Thumped by Megan McCafferty is the sequel and conclusion to Bumped. To give you an idea of the world, I include an adapted version of my LibraryThing review of Bumped from when I read it last year:
Bumped is set in a near future where a fertility virus means that people become infertile at around the age of 18. To keep the human race from being wiped out, American culture has become obsessed with teenage pregnancy (and trying to get the highest birth rates in the world).
I’ve tagged the book as dystopian YA SF, which it is, but I think it would appeal to non-SF readers too. The SF-y elements are significantly less prominent than, for example in The Hunger Games or Divergent.
Mostly, this is a book about teenagers coping with a strange world in which they are the only ones that can ensure the existence of the next generation. In different ways, the youth are encouraged/brain-washed into reproducing as much as they can, ether by being professional surrogate (or “pro surrogettes”) or by making amateur babies with their boy/girlfriends.

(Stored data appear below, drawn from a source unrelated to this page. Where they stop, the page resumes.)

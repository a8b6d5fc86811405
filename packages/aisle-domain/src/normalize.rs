//! Utterance normalization: case folding, punctuation stripping, and
//! synonym/typo substitution against the vocabulary table.

use unicode_segmentation::UnicodeSegmentation;

use crate::vocabulary::Vocabulary;

#[derive(Clone, Debug)]
pub struct Normalized {
	/// Lowercased, punctuation-stripped, synonym-substituted text.
	pub text: String,
	pub tokens: Vec<String>,
	/// Word count of the raw utterance, before substitution.
	pub word_count: usize,
}

impl Normalized {
	pub fn has_token(&self, token: &str) -> bool {
		self.tokens.iter().any(|t| t == token)
	}

	pub fn has_phrase(&self, phrase: &str) -> bool {
		contains_phrase(&self.text, phrase)
	}
}

pub fn normalize(raw: &str, vocab: &Vocabulary) -> Normalized {
	let word_count = raw.unicode_words().count();
	let mut text = strip(raw);

	// Multi-word aliases first ("type c" -> "usb-c"), then single tokens.
	for (alias, canonical) in vocab.synonyms() {
		if alias.contains(' ') {
			text = replace_phrase(&text, alias, canonical);
		}
	}

	let tokens: Vec<String> = text
		.split_whitespace()
		.map(|token| match vocab.synonym(token) {
			Some(canonical) => canonical.to_string(),
			None => token.to_string(),
		})
		.collect();
	let text = tokens.join(" ");

	Normalized { text, tokens, word_count }
}

/// Word-boundary substring check. Hyphens and periods count as word
/// characters so "usb-c" and "3.0" stay intact.
pub fn contains_phrase(text: &str, phrase: &str) -> bool {
	find_phrase(text, phrase).is_some()
}

pub(crate) fn find_phrase(text: &str, phrase: &str) -> Option<(usize, usize)> {
	if phrase.is_empty() {
		return None;
	}

	let mut offset = 0;

	while let Some(pos) = text[offset..].find(phrase) {
		let start = offset + pos;
		let end = start + phrase.len();
		let before_ok = start == 0
			|| !text[..start].chars().next_back().map(is_word_char).unwrap_or(false);
		let after_ok =
			end == text.len() || !text[end..].chars().next().map(is_word_char).unwrap_or(false);

		if before_ok && after_ok {
			return Some((start, end));
		}

		offset = start + phrase.len().max(1);
	}

	None
}

fn replace_phrase(text: &str, phrase: &str, replacement: &str) -> String {
	let mut out = String::with_capacity(text.len());
	let mut rest = text;

	// Scans forward so the replacement itself is never re-matched.
	while let Some((start, end)) = find_phrase(rest, phrase) {
		out.push_str(&rest[..start]);
		out.push_str(replacement);
		rest = &rest[end..];
	}

	out.push_str(rest);
	out
}

fn is_word_char(ch: char) -> bool {
	ch.is_alphanumeric() || ch == '-' || ch == '.'
}

fn strip(raw: &str) -> String {
	let lowered = raw.to_lowercase();
	let mut out = String::with_capacity(lowered.len());

	for ch in lowered.chars() {
		if is_word_char(ch) || ch.is_whitespace() {
			out.push(ch);
		} else {
			out.push(' ');
		}
	}

	out.split_whitespace().collect::<Vec<_>>().join(" ")
}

The story follows twin sisters, Melody raised in the mainstream (American) society, and Harmony raised by conservative, Amish-like Christians. Through their two perspectives (alternating first person) we learn about the world bit by bit. I liked the short chapters which kept the story moving rapidly and gave a feeling of simultaneity for the two plot lines. I also thought the language and slang, particularly of the mainstream sister, was spot on and added authenticity to world building.
Overall, I highly recommend it, although some aspects of the sex-culture could irk some readers.
Thumped picked up around eight and a half months after Bumped left off and is a very quick read; I got through it in an evening.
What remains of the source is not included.